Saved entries
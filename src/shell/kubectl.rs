//! kubectl subcommand handlers

use super::CommandResult;
use crate::sim::{PodPhase, SimEnv};

pub fn kubectl(env: &mut SimEnv, args: &[String]) -> CommandResult {
    let Some(sub) = args.first() else {
        return CommandResult::usage("kubectl: missing command\nSee 'kubectl --help'");
    };
    let rest = &args[1..];

    match sub.to_lowercase().as_str() {
        "get" => get(env, rest),
        "describe" => describe(env, rest),
        "logs" => logs(env, rest),
        "delete" => delete(env, rest),
        "scale" => scale(env, rest),
        other => CommandResult {
            output: format!(
                "kubectl: '{}' is not a kubectl command.\nSee 'kubectl --help'",
                other
            ),
            success: false,
            message: format!("unknown command: kubectl {}", other),
        },
    }
}

fn get(env: &SimEnv, args: &[String]) -> CommandResult {
    let Some(resource) = args.first() else {
        return CommandResult::usage("kubectl get: missing resource type");
    };
    match resource.to_lowercase().as_str() {
        "pods" | "pod" | "po" => {
            let mut lines =
                vec!["NAME                             READY   STATUS             RESTARTS   AGE".to_string()];
            for (name, pod) in env.pods() {
                let ready = if pod.phase == PodPhase::Running { "1/1" } else { "0/1" };
                lines.push(format!(
                    "{:<32} {:<7} {:<18} {:<10} 2h",
                    name, ready, pod.phase, pod.restarts
                ));
            }
            CommandResult::ok(lines.join("\n"))
        }
        "deployments" | "deployment" | "deploy" => {
            let mut lines = vec!["NAME        READY   UP-TO-DATE   AVAILABLE   AGE".to_string()];
            for (name, d) in env.deployments() {
                // ready replicas = pods of this deployment actually Running
                let ready = env
                    .pods()
                    .filter(|(_, p)| p.deployment == *name && p.phase == PodPhase::Running)
                    .count();
                lines.push(format!(
                    "{:<11} {}/{}     {:<12} {:<11} 2d",
                    name, ready, d.replicas, d.replicas, ready
                ));
            }
            CommandResult::ok(lines.join("\n"))
        }
        other => CommandResult::usage(format!(
            "error: the server doesn't have a resource type \"{}\"",
            other
        )),
    }
}

fn describe(env: &SimEnv, args: &[String]) -> CommandResult {
    if args.len() < 2 {
        return CommandResult::usage("kubectl describe: missing resource type or name");
    }
    let resource = args[0].to_lowercase();
    let name = &args[1];
    if resource != "pod" && resource != "pods" {
        return CommandResult::usage(format!(
            "error: the server doesn't have a resource type \"{}\"",
            resource
        ));
    }

    let Some(pod) = env.pod(name) else {
        return CommandResult::not_found(
            format!("Error from server (NotFound): pods \"{}\" not found", name),
            name,
        );
    };

    let events = match pod.phase {
        PodPhase::Pending => {
            "  Type     Reason            Age    From               Message\n  \
             ----     ------            ----   ----               -------\n  \
             Warning  FailedScheduling  5m     default-scheduler  0/1 nodes are available: 1 Insufficient cpu."
        }
        PodPhase::CrashLoopBackOff | PodPhase::Failed => {
            "  Type     Reason            Age    From               Message\n  \
             ----     ------            ----   ----               -------\n  \
             Warning  BackOff           2m     kubelet            Back-off restarting failed container"
        }
        PodPhase::Running => {
            "  Type     Reason            Age    From               Message\n  \
             ----     ------            ----   ----               -------\n  \
             Normal   Pulled            2m     kubelet            Container image already present on machine"
        }
    };

    CommandResult::ok(format!(
        "Name:         {}\nNamespace:    {}\nStatus:       {}\nControlled By:  Deployment/{}\nEvents:\n{}",
        name, pod.namespace, pod.phase, pod.deployment, events
    ))
}

fn logs(env: &SimEnv, args: &[String]) -> CommandResult {
    let Some(name) = args.first() else {
        return CommandResult::usage("kubectl logs: missing pod name");
    };
    match env.pod(name) {
        Some(pod) => CommandResult::ok(pod.logs.join("\n")),
        None => CommandResult::not_found(
            format!("Error from server (NotFound): pods \"{}\" not found", name),
            name,
        ),
    }
}

fn delete(env: &mut SimEnv, args: &[String]) -> CommandResult {
    if args.len() < 2 {
        return CommandResult::usage("kubectl delete: missing resource type or name");
    }
    let resource = args[0].to_lowercase();
    let name = &args[1];
    if resource != "pod" && resource != "pods" {
        return CommandResult::usage(format!(
            "error: the server doesn't have a resource type \"{}\"",
            resource
        ));
    }
    if env.delete_pod(name) {
        CommandResult::ok_with(
            format!("pod \"{}\" deleted", name),
            format!("pod {} deleted", name),
        )
    } else {
        CommandResult::not_found(
            format!("Error from server (NotFound): pods \"{}\" not found", name),
            name,
        )
    }
}

fn scale(env: &mut SimEnv, args: &[String]) -> CommandResult {
    // kubectl scale deployment <name> --replicas=<count>
    let usage = "Usage: kubectl scale deployment <name> --replicas=<count>";
    if args.len() < 3 || args[0].to_lowercase() != "deployment" {
        return CommandResult::usage(usage);
    }
    let name = &args[1];
    let Some(count) = args[2].strip_prefix("--replicas=") else {
        return CommandResult::usage(usage);
    };
    let Ok(replicas) = count.parse::<u32>() else {
        return CommandResult::usage(format!("error: invalid replicas count: '{}'", count));
    };
    if env.scale_deployment(name, replicas) {
        CommandResult::ok_with(
            format!("deployment.apps/{} scaled", name),
            format!("deployment {} scaled to {} replicas", name, replicas),
        )
    } else {
        CommandResult::not_found(
            format!(
                "Error from server (NotFound): deployments.apps \"{}\" not found",
                name
            ),
            name,
        )
    }
}
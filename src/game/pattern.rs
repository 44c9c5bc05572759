//! Expected-command matching
//!
//! One canonical algorithm for deciding whether a typed line satisfies
//! a step's expected command. A pattern is tokenized into command words
//! and positionals (in order) plus a flag set. A line matches when its
//! words equal the pattern's and it carries at least the pattern's
//! flags. Extra flags on the input are allowed, which is why a step can
//! list both `docker ps` and `docker ps -a`: the input `docker ps -a`
//! matches both, and the most specific (most tokens) pattern is the one
//! credited.

use crate::shell::tokenize;
use serde::{Deserialize, Serialize};
use std::collections::BTreeSet;

/// One accepted command form for a step.
#[derive(Debug, Clone, Serialize, Deserialize)]
pub struct CommandPattern {
    /// Canonical command line, e.g. `systemctl restart apache2`.
    pub pattern: String,
    /// Compare non-flag arguments as a set instead of a sequence.
    #[serde(default)]
    pub any_arg_order: bool,
}

impl CommandPattern {
    pub fn new(pattern: &str) -> Self {
        Self {
            pattern: pattern.to_string(),
            any_arg_order: false,
        }
    }

    pub fn any_order(pattern: &str) -> Self {
        Self {
            pattern: pattern.to_string(),
            any_arg_order: true,
        }
    }

    /// How constrained this pattern is. More tokens win ties.
    pub fn specificity(&self) -> usize {
        tokenize(&self.pattern).len()
    }

    /// Does `line` satisfy this pattern? Case-insensitive throughout.
    pub fn matches(&self, line: &str) -> bool {
        let (pat_words, pat_flags) = decompose(&self.pattern);
        let (line_words, line_flags) = decompose(line);

        if pat_words.is_empty() {
            return false;
        }
        let words_match = if self.any_arg_order {
            // the command word itself stays anchored first
            pat_words.first() == line_words.first() && {
                let mut a: Vec<_> = pat_words[1..].to_vec();
                let mut b: Vec<_> = line_words[1..].to_vec();
                a.sort();
                b.sort();
                a == b
            }
        } else {
            pat_words == line_words
        };

        words_match && pat_flags.is_subset(&line_flags)
    }
}

/// Split a line into lowercase non-flag words and an expanded flag set.
/// Short-flag clusters split per letter (`-sh` → `-s`, `-h`) so that
/// `du -s -h` and `du -sh` match the same pattern; long flags
/// (`--replicas=2`) stay whole.
fn decompose(line: &str) -> (Vec<String>, BTreeSet<String>) {
    let mut words = Vec::new();
    let mut flags = BTreeSet::new();
    for token in tokenize(line) {
        let token = token.to_lowercase();
        if let Some(rest) = token.strip_prefix("--") {
            if rest.is_empty() {
                continue;
            }
            flags.insert(token);
        } else if let Some(rest) = token.strip_prefix('-') {
            if rest.is_empty() || rest.chars().any(|c| c.is_ascii_digit()) {
                // `-9` and friends are operands, not flags
                words.push(token);
                continue;
            }
            for c in rest.chars() {
                flags.insert(format!("-{}", c));
            }
        } else {
            words.push(token);
        }
    }
    (words, flags)
}

/// Index of the most specific matching pattern, if any. Ties go to the
/// earliest declaration.
pub fn best_match(patterns: &[CommandPattern], line: &str) -> Option<usize> {
    patterns
        .iter()
        .enumerate()
        .filter(|(_, p)| p.matches(line))
        .max_by_key(|(i, p)| (p.specificity(), std::cmp::Reverse(*i)))
        .map(|(i, _)| i)
}

#[cfg(test)]
mod tests {
    use super::*;

    #[test]
    fn exact_match_is_case_and_spacing_insensitive() {
        let p = CommandPattern::new("systemctl restart apache2");
        assert!(p.matches("systemctl restart apache2"));
        assert!(p.matches("  SYSTEMCTL   Restart   apache2 "));
        assert!(!p.matches("systemctl restart nginx"));
        assert!(!p.matches("systemctl restart"));
    }

    #[test]
    fn pattern_flags_must_be_present_in_input() {
        let p = CommandPattern::new("docker ps -a");
        assert!(p.matches("docker ps -a"));
        assert!(p.matches("docker ps --all -a"));
        assert!(!p.matches("docker ps"));
    }

    #[test]
    fn extra_input_flags_are_tolerated() {
        let p = CommandPattern::new("du /var/log");
        assert!(p.matches("du -sh /var/log"));
        assert!(p.matches("du -s -h /var/log"));
    }

    #[test]
    fn short_flag_clusters_expand() {
        let p = CommandPattern::new("du -sh /var/log");
        assert!(p.matches("du -s -h /var/log"));
        assert!(p.matches("du -hs /var/log"));
        assert!(!p.matches("du -s /var/log"));
    }

    #[test]
    fn dash_number_is_an_operand_not_a_flag() {
        let p = CommandPattern::new("kill -9 5678");
        assert!(p.matches("kill -9 5678"));
        assert!(!p.matches("kill 5678"));
    }

    #[test]
    fn any_order_compares_positionals_as_a_set() {
        let p = CommandPattern::any_order("cp /a /b");
        assert!(p.matches("cp /b /a"));
        let strict = CommandPattern::new("cp /a /b");
        assert!(!strict.matches("cp /b /a"));
    }

    #[test]
    fn best_match_prefers_the_most_specific_pattern() {
        let patterns = vec![
            CommandPattern::new("docker ps"),
            CommandPattern::new("docker ps -a"),
        ];
        // the bare listing matches only the bare pattern
        assert_eq!(best_match(&patterns, "docker ps"), Some(0));
        // the -a listing matches both, the constrained one is credited
        assert_eq!(best_match(&patterns, "docker ps -a"), Some(1));
        assert_eq!(best_match(&patterns, "docker logs x"), None);
    }

    #[test]
    fn best_match_tie_goes_to_first_declaration() {
        let patterns = vec![
            CommandPattern::new("ps aux"),
            CommandPattern::any_order("ps aux"),
        ];
        assert_eq!(best_match(&patterns, "ps aux"), Some(0));
    }
}
//! systemctl handlers
//!
//! Units map onto the simulated process table by name: any process can
//! be treated as a service. `.service` suffixes are accepted and
//! stripped.

use super::CommandResult;
use crate::sim::{ProcState, SimEnv};

pub fn systemctl(env: &mut SimEnv, args: &[String]) -> CommandResult {
    if args.len() < 2 {
        return CommandResult::usage("systemctl: missing verb or unit");
    }
    let verb = args[0].to_lowercase();
    let unit = args[1].trim_end_matches(".service").to_lowercase();

    let Some((pid, proc)) = env.process_by_name(&unit) else {
        return CommandResult::not_found(
            format!("Unit {}.service could not be found.", unit),
            &unit,
        );
    };
    let state = proc.state;
    let command = proc.command.clone();

    match verb.as_str() {
        "status" => CommandResult::ok(render_status(&unit, pid, state, &command)),
        "start" => match state {
            ProcState::Running => CommandResult::wrong_state(
                format!("{}.service is already active.", unit),
                &format!("{} already running", unit),
            ),
            _ => {
                env.set_process_state(pid, ProcState::Running);
                CommandResult::ok_with("", format!("{}.service started", unit))
            }
        },
        "stop" => match state {
            ProcState::Running => {
                env.set_process_state(pid, ProcState::Stopped);
                CommandResult::ok_with("", format!("{}.service stopped", unit))
            }
            _ => CommandResult::wrong_state(
                format!("{}.service is not running.", unit),
                &format!("{} not running", unit),
            ),
        },
        "restart" => {
            // restart is legal from any state and always lands on running
            env.set_process_state(pid, ProcState::Running);
            CommandResult::ok_with("", format!("{}.service restarted", unit))
        }
        _ => CommandResult::usage(format!("Unknown command verb '{}'.", verb)),
    }
}

/// A `systemctl status` block close enough to the real thing to read logs by.
fn render_status(unit: &str, pid: u32, state: ProcState, command: &str) -> String {
    match state {
        ProcState::Running => format!(
            "● {unit}.service - {unit}\n     \
             Loaded: loaded (/lib/systemd/system/{unit}.service; enabled; vendor preset: enabled)\n     \
             Active: active (running) since Thu 2024-05-23 10:00:00 UTC; 10min ago\n   \
             Main PID: {pid} ({unit})\n      \
             Tasks: 6 (limit: 4579)\n     \
             CGroup: /system.slice/{unit}.service\n             \
             └─{pid} {command}"
        ),
        ProcState::Stopped | ProcState::Killed => format!(
            "● {unit}.service - {unit}\n     \
             Loaded: loaded (/lib/systemd/system/{unit}.service; enabled; vendor preset: enabled)\n     \
             Active: inactive (dead) since Thu 2024-05-23 10:05:13 UTC; 5min ago\n    \
             Process: {pid} ExecStart={command} (code=exited, status=1/FAILURE)\n   \
             Main PID: {pid} (code=exited, status=1/FAILURE)\n      \
             Tasks: 0 (limit: 4579)"
        ),
    }
}
/*!
# Schema Resolution

Maps the logical columns each table needs onto positional offsets taken from
its header row. The capability table may order its columns freely; the
SKI → SPKI table is strictly two positional columns.
*/

use crate::errors::{RecordError, RecordResult, SchemaError};
use csv::{ByteRecord, StringRecord};

// ================================================================================================
// Capability table
// ================================================================================================

/// Columns required from the CCADB "All Certificate Records" export.
#[derive(Debug, Clone, Copy, PartialEq, Eq, Hash)]
pub enum CapabilityColumn {
    Sha256Fingerprint,
    SubjectKeyIdentifier,
    CertificateRecordType,
    TlsCapable,
    TlsEvCapable,
    SmimeCapable,
    CodeSigningCapable,
}

impl CapabilityColumn {
    pub const ALL: [CapabilityColumn; 7] = [
        CapabilityColumn::Sha256Fingerprint,
        CapabilityColumn::SubjectKeyIdentifier,
        CapabilityColumn::CertificateRecordType,
        CapabilityColumn::TlsCapable,
        CapabilityColumn::TlsEvCapable,
        CapabilityColumn::SmimeCapable,
        CapabilityColumn::CodeSigningCapable,
    ];

    /// Header text as published by CCADB.
    pub fn header(self) -> &'static str {
        match self {
            CapabilityColumn::Sha256Fingerprint => "SHA-256 Fingerprint",
            CapabilityColumn::SubjectKeyIdentifier => "Subject Key Identifier",
            CapabilityColumn::CertificateRecordType => "Certificate Record Type",
            CapabilityColumn::TlsCapable => "TLS Capable",
            CapabilityColumn::TlsEvCapable => "TLS EV Capable",
            CapabilityColumn::SmimeCapable => "S/MIME Capable",
            CapabilityColumn::CodeSigningCapable => "Code Signing Capable",
        }
    }

    fn from_header(header: &str) -> Option<Self> {
        Self::ALL.into_iter().find(|column| column.header() == header)
    }

    fn slot(self) -> usize {
        self as usize
    }
}

/// Resolved offsets of every [`CapabilityColumn`].
#[derive(Debug, Clone, Copy, PartialEq, Eq)]
pub struct CapabilityColumns {
    offsets: [usize; 7],
    max_offset: usize,
}

impl CapabilityColumns {
    /// Resolve offsets by exact header match. Extra columns are ignored; if a
    /// header repeats, the rightmost occurrence wins.
    pub fn resolve(header: &StringRecord) -> Result<Self, SchemaError> {
        let mut found: [Option<usize>; 7] = [None; 7];
        for (offset, name) in header.iter().enumerate() {
            if let Some(column) = CapabilityColumn::from_header(name) {
                found[column.slot()] = Some(offset);
            }
        }

        let missing: Vec<&'static str> = CapabilityColumn::ALL
            .into_iter()
            .filter(|column| found[column.slot()].is_none())
            .map(CapabilityColumn::header)
            .collect();
        if !missing.is_empty() {
            return Err(SchemaError::MissingHeaders(missing));
        }

        let mut offsets = [0usize; 7];
        for (slot, offset) in found.into_iter().enumerate() {
            offsets[slot] = offset.unwrap_or_default();
        }
        let max_offset = offsets.iter().copied().max().unwrap_or_default();

        Ok(Self {
            offsets,
            max_offset,
        })
    }

    pub fn offset(&self, column: CapabilityColumn) -> usize {
        self.offsets[column.slot()]
    }

    /// Highest offset among the required columns.
    pub fn max_offset(&self) -> usize {
        self.max_offset
    }

    /// Minimum field count for a row to carry every required column.
    pub fn required_fields(&self) -> usize {
        self.max_offset + 1
    }

    /// Field value for `column`, or `""` when the row is too short to have it.
    pub fn field<'r>(
        &self,
        row: &'r ByteRecord,
        column: CapabilityColumn,
    ) -> RecordResult<&'r str> {
        text_field(row, self.offset(column), column.header())
    }
}

/// UTF-8 view of the field at `offset`, `""` past the end of the row.
/// `column` names the field in the error.
pub fn text_field<'r>(row: &'r ByteRecord, offset: usize, column: &str) -> RecordResult<&'r str> {
    let bytes = row.get(offset).unwrap_or_default();
    std::str::from_utf8(bytes).map_err(|_| RecordError::InvalidUtf8 {
        column: column.to_string(),
        value: String::from_utf8_lossy(bytes).into_owned(),
    })
}

// ================================================================================================
// SKI -> SPKI SHA-256 table
// ================================================================================================

/// Column count of the SKI → SPKI table: key identifier, Base64 hash.
pub const SKI_SPKI_COLUMNS: usize = 2;

pub const SKI_SPKI_KEY_IDENTIFIER: usize = 0;
pub const SKI_SPKI_SHA256: usize = 1;

/// Names used when reporting SKI → SPKI fields; the file's own header text
/// is not checked.
pub const SKI_SPKI_HEADERS: [&str; SKI_SPKI_COLUMNS] = ["Subject Key Identifier", "SPKI SHA-256"];

/// The header's names are not interpreted, only its width.
pub fn validate_ski_spki_header(header: &StringRecord) -> Result<(), SchemaError> {
    if header.len() != SKI_SPKI_COLUMNS {
        return Err(SchemaError::ColumnCount {
            expected: SKI_SPKI_COLUMNS,
            found: header.len(),
        });
    }
    Ok(())
}
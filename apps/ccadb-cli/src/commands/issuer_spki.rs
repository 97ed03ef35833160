use super::not_found;
use crate::error::CliResult;
use ccadb_data::{CcadbStore, SpkiHash};
use serde::Serialize;

#[derive(Debug, Serialize)]
struct SpkiOutput<'a> {
    key_identifier: &'a str,
    spki_sha256: SpkiHash,
}

pub fn render(store: &CcadbStore, key_identifier: &str) -> CliResult<String> {
    match store.issuer_spki_sha256(key_identifier) {
        Some(spki_sha256) => Ok(serde_json::to_string_pretty(&SpkiOutput {
            key_identifier,
            spki_sha256,
        })?),
        None => Ok(not_found("SPKI SHA-256", key_identifier)),
    }
}

pub fn execute(store: &CcadbStore, key_identifier: String) -> CliResult<()> {
    println!("{}", render(store, &key_identifier)?);
    Ok(())
}
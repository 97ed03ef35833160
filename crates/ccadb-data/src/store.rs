/*!
# CCADB Store

The immutable, fully-built set of indexes. Construct it once at startup and
share it (by reference or `Arc`) with every consumer; lookups take `&self`
and need no synchronization.
*/

use crate::config::SourceConfig;
use crate::index::{FingerprintIndex, IssuerCapabilities, IssuerCapabilityIndex, SpkiHashIndex};
use crate::ingest::{ingest_capabilities, ingest_ski_spki, TableSummary};
use crate::record::{CapabilityRecord, Fingerprint, SpkiHash};
use crate::report::IngestReporter;
use crate::source::CsvSource;
use serde::Serialize;

#[derive(Debug, Clone, Default, PartialEq, Eq, Serialize)]
pub struct LoadSummary {
    pub capabilities: TableSummary,
    pub ski_spki: TableSummary,
}

#[derive(Debug, Clone, Default, PartialEq, Eq)]
pub struct CcadbStore {
    certificates: FingerprintIndex,
    issuers: IssuerCapabilityIndex,
    issuer_spki: SpkiHashIndex,
    summary: LoadSummary,
}

impl CcadbStore {
    /// Ingest both tables. Never fails: a table that cannot be ingested
    /// leaves its indexes empty and is reported through `reporter`.
    pub fn load(
        capabilities: &CsvSource,
        ski_spki: &CsvSource,
        reporter: &dyn IngestReporter,
    ) -> Self {
        let (capability_indexes, capabilities_summary) =
            ingest_capabilities(capabilities, reporter);
        let (issuer_spki, ski_spki_summary) = ingest_ski_spki(ski_spki, reporter);

        Self {
            certificates: capability_indexes.certificates,
            issuers: capability_indexes.issuers,
            issuer_spki,
            summary: LoadSummary {
                capabilities: capabilities_summary,
                ski_spki: ski_spki_summary,
            },
        }
    }

    pub fn from_config(config: &SourceConfig, reporter: &dyn IngestReporter) -> Self {
        Self::load(
            &config.capabilities_source(),
            &config.ski_spki_source(),
            reporter,
        )
    }

    /// Capabilities of the CA certificate with this SHA-256 fingerprint.
    pub fn ca_cert_capabilities(&self, fingerprint: &Fingerprint) -> Option<&CapabilityRecord> {
        self.certificates.get(fingerprint)
    }

    /// Merged capabilities of every CA certificate with this key identifier.
    pub fn issuer_capabilities(&self, key_identifier: &str) -> Option<&IssuerCapabilities> {
        self.issuers.get(key_identifier)
    }

    /// SHA-256 of the SPKI belonging to this issuer key identifier.
    pub fn issuer_spki_sha256(&self, key_identifier: &str) -> Option<SpkiHash> {
        self.issuer_spki.get(key_identifier)
    }

    pub fn certificates(&self) -> &FingerprintIndex {
        &self.certificates
    }

    pub fn issuers(&self) -> &IssuerCapabilityIndex {
        &self.issuers
    }

    pub fn issuer_spki(&self) -> &SpkiHashIndex {
        &self.issuer_spki
    }

    pub fn summary(&self) -> &LoadSummary {
        &self.summary
    }
}
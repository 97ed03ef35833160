use crate::error::CliResult;
use ccadb_data::CcadbStore;

pub fn render(store: &CcadbStore) -> CliResult<String> {
    Ok(serde_json::to_string_pretty(store.summary())?)
}

pub fn execute(store: &CcadbStore) -> CliResult<()> {
    println!("{}", render(store)?);
    Ok(())
}
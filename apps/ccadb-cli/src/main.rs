use ccadb_data::{CcadbStore, TracingReporter};
use clap::{Parser, Subcommand};
use std::path::PathBuf;

mod commands;
mod config;
mod error;
mod logging;

use config::{AppConfig, LogFormat, Overrides};
use error::CliResult;

#[derive(Parser)]
#[command(name = "ccadb")]
#[command(about = "CCADB capability lookups - CA certificate, issuer and SPKI indexes")]
#[command(version)]
struct Cli {
    /// YAML configuration file
    #[arg(short, long, global = true)]
    config: Option<PathBuf>,

    /// Directory holding the CSV tables
    #[arg(short, long, global = true)]
    data_dir: Option<PathBuf>,

    /// Capability table (relative paths resolve against the data directory)
    #[arg(long, global = true)]
    capabilities_csv: Option<PathBuf>,

    /// Key identifier -> SPKI SHA-256 table
    #[arg(long, global = true)]
    ski_spki_csv: Option<PathBuf>,

    /// Log output format
    #[arg(long, global = true, value_enum)]
    log_format: Option<LogFormat>,

    #[command(subcommand)]
    command: Commands,
}

#[derive(Subcommand)]
enum Commands {
    /// Look up a CA certificate by SHA-256 fingerprint
    Fingerprint {
        /// Fingerprint (hex string)
        fingerprint: String,
    },

    /// Look up the merged capabilities of an issuer key identifier
    Issuer {
        /// Key identifier, exactly as published
        key_identifier: String,
    },

    /// Look up the SPKI SHA-256 of an issuer key identifier
    IssuerSpki {
        /// Key identifier, exactly as published
        key_identifier: String,
    },

    /// Show what was ingested from each table
    Summary,
}

fn main() -> CliResult<()> {
    let cli = Cli::parse();

    let config = AppConfig::load(
        cli.config.as_deref(),
        Overrides {
            data_dir: cli.data_dir,
            capabilities_csv: cli.capabilities_csv,
            ski_spki_csv: cli.ski_spki_csv,
            log_format: cli.log_format,
        },
    )?;

    logging::init(config.log_format)?;
    tracing::debug!(
        capabilities = %config.sources.capabilities_path().display(),
        ski_spki = %config.sources.ski_spki_path().display(),
        "loading CCADB tables"
    );

    let store = CcadbStore::from_config(&config.sources, &TracingReporter);

    match cli.command {
        Commands::Fingerprint { fingerprint } => {
            commands::fingerprint::execute(&store, fingerprint)
        }

        Commands::Issuer { key_identifier } => commands::issuer::execute(&store, key_identifier),

        Commands::IssuerSpki { key_identifier } => {
            commands::issuer_spki::execute(&store, key_identifier)
        }

        Commands::Summary => commands::summary::execute(&store),
    }
}
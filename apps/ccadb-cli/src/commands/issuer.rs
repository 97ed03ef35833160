use super::not_found;
use crate::error::CliResult;
use ccadb_data::{CcadbStore, IssuerCapabilities};
use serde::Serialize;

#[derive(Debug, Serialize)]
struct IssuerOutput<'a> {
    key_identifier: &'a str,
    #[serde(flatten)]
    issuer: &'a IssuerCapabilities,
}

pub fn render(store: &CcadbStore, key_identifier: &str) -> CliResult<String> {
    match store.issuer_capabilities(key_identifier) {
        Some(issuer) => Ok(serde_json::to_string_pretty(&IssuerOutput {
            key_identifier,
            issuer,
        })?),
        None => Ok(not_found("issuer capabilities", key_identifier)),
    }
}

pub fn execute(store: &CcadbStore, key_identifier: String) -> CliResult<()> {
    println!("{}", render(store, &key_identifier)?);
    Ok(())
}

#[cfg(test)]
mod tests {
    use super::*;
    use crate::commands::test_support::store;

    #[test]
    fn test_render_merged_issuer() {
        let output = render(&store(), "K1").unwrap();
        let json: serde_json::Value = serde_json::from_str(&output).unwrap();

        assert_eq!(json["key_identifier"], "K1");
        assert_eq!(json["record_type"], "Root Certificate");
        assert_eq!(json["tls_capable"], true);
        assert_eq!(json["smime_capable"], true);
        assert_eq!(json["code_signing_capable"], false);
        assert_eq!(json["certificate_count"], 2);
    }

    #[test]
    fn test_render_unknown_issuer() {
        let output = render(&store(), "k1").unwrap();
        assert!(output.contains("No issuer capabilities found for k1"));
    }
}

● **BRIEF**: For every line above that has "filter" in it, copy the line.

● **WRITTEN RESPONSE**:
                    .filter(|(_, p)| p.deployment == *name && p.phase == PodPhase::Running)
        .filter(|(_, p)| p.matches(line))
            .filter(|column| found[column.slot()].is_none())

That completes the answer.